Task statement: Tally up every line in the records beneath that has "data", and write down only the total.

----

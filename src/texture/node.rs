use std::cell::RefCell;
use std::rc::Rc;
use std::sync::Arc;

use crate::foundation::error::{LottieError, LottieResult};
use crate::render::backend::FrameRGBA;

/// Pixel data in the layout display nodes consume: RGBA8, row-major, tightly packed.
#[derive(Clone, Debug, PartialEq, Eq)]
pub struct Texture {
    /// Width in pixels.
    pub width: u32,
    /// Height in pixels.
    pub height: u32,
    /// Pixel bytes.
    pub data: Vec<u8>,
    /// Whether color channels are premultiplied by alpha.
    pub premultiplied: bool,
}

impl Texture {
    /// Adopt a raster frame's buffer after checking it matches its dimensions.
    pub fn from_frame(frame: FrameRGBA) -> LottieResult<Self> {
        let expected = (frame.width as usize)
            .saturating_mul(frame.height as usize)
            .saturating_mul(4);
        if frame.data.len() != expected {
            return Err(LottieError::texture_decode(format!(
                "{}x{} frame carries {} bytes, expected {expected}",
                frame.width,
                frame.height,
                frame.data.len()
            )));
        }
        Ok(Self {
            width: frame.width,
            height: frame.height,
            data: frame.data,
            premultiplied: frame.premultiplied,
        })
    }

    /// Straight-alpha copy of the pixels (for encoders such as PNG).
    pub fn to_straight_rgba8(&self) -> Vec<u8> {
        let mut out = self.data.clone();
        if self.premultiplied {
            for px in out.chunks_exact_mut(4) {
                let a = u16::from(px[3]);
                if a == 0 {
                    px[..3].fill(0);
                    continue;
                }
                for c in &mut px[..3] {
                    *c = ((u16::from(*c) * 255 + a / 2) / a).min(255) as u8;
                }
            }
        }
        out
    }

    /// Straight RGBA of the pixel at `(x, y)`, if in bounds.
    pub fn pixel(&self, x: u32, y: u32) -> Option<[u8; 4]> {
        if x >= self.width || y >= self.height {
            return None;
        }
        let i = (y as usize * self.width as usize + x as usize) * 4;
        let px = self.data.get(i..i + 4)?;
        let single = Texture {
            width: 1,
            height: 1,
            data: px.to_vec(),
            premultiplied: self.premultiplied,
        };
        let straight = single.to_straight_rgba8();
        Some([straight[0], straight[1], straight[2], straight[3]])
    }
}

#[derive(Debug)]
struct NodeState {
    texture: Option<Arc<Texture>>,
    generation: u64,
    display_size: Option<(u32, u32)>,
    scale: f64,
}

/// The scene-graph node an animation draws into.
///
/// Handles are cheap clones of the same slot. The node owns its texture; publishers only swap the
/// reference, and each swap bumps [`DisplayNode::generation`].
#[derive(Clone, Debug)]
pub struct DisplayNode {
    state: Rc<RefCell<NodeState>>,
}

impl Default for DisplayNode {
    fn default() -> Self {
        Self::new()
    }
}

impl DisplayNode {
    /// Empty node at scale 1.
    pub fn new() -> Self {
        Self {
            state: Rc::new(RefCell::new(NodeState {
                texture: None,
                generation: 0,
                display_size: None,
                scale: 1.0,
            })),
        }
    }

    /// Current texture.
    pub fn texture(&self) -> Option<Arc<Texture>> {
        self.state.borrow().texture.clone()
    }

    /// Number of textures published so far.
    pub fn generation(&self) -> u64 {
        self.state.borrow().generation
    }

    /// Size the node is displayed at, once set.
    pub fn display_size(&self) -> Option<(u32, u32)> {
        self.state.borrow().display_size
    }

    /// Display scale.
    pub fn scale(&self) -> f64 {
        self.state.borrow().scale
    }

    /// Set the display scale.
    pub fn set_scale(&self, scale: f64) {
        self.state.borrow_mut().scale = scale;
    }

    /// Resize the node, keeping its scale.
    pub fn set_display_size(&self, width: u32, height: u32) {
        self.state.borrow_mut().display_size = Some((width, height));
    }

    pub(crate) fn replace_texture(&self, texture: Arc<Texture>) {
        let mut state = self.state.borrow_mut();
        state.texture = Some(texture);
        state.generation += 1;
    }

    /// Whether both handles point at the same node.
    pub fn ptr_eq(&self, other: &DisplayNode) -> bool {
        Rc::ptr_eq(&self.state, &other.state)
    }
}

#[cfg(test)]
#[path = "../../tests/unit/texture/node.rs"]
mod tests;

----

Result for this exercise: 8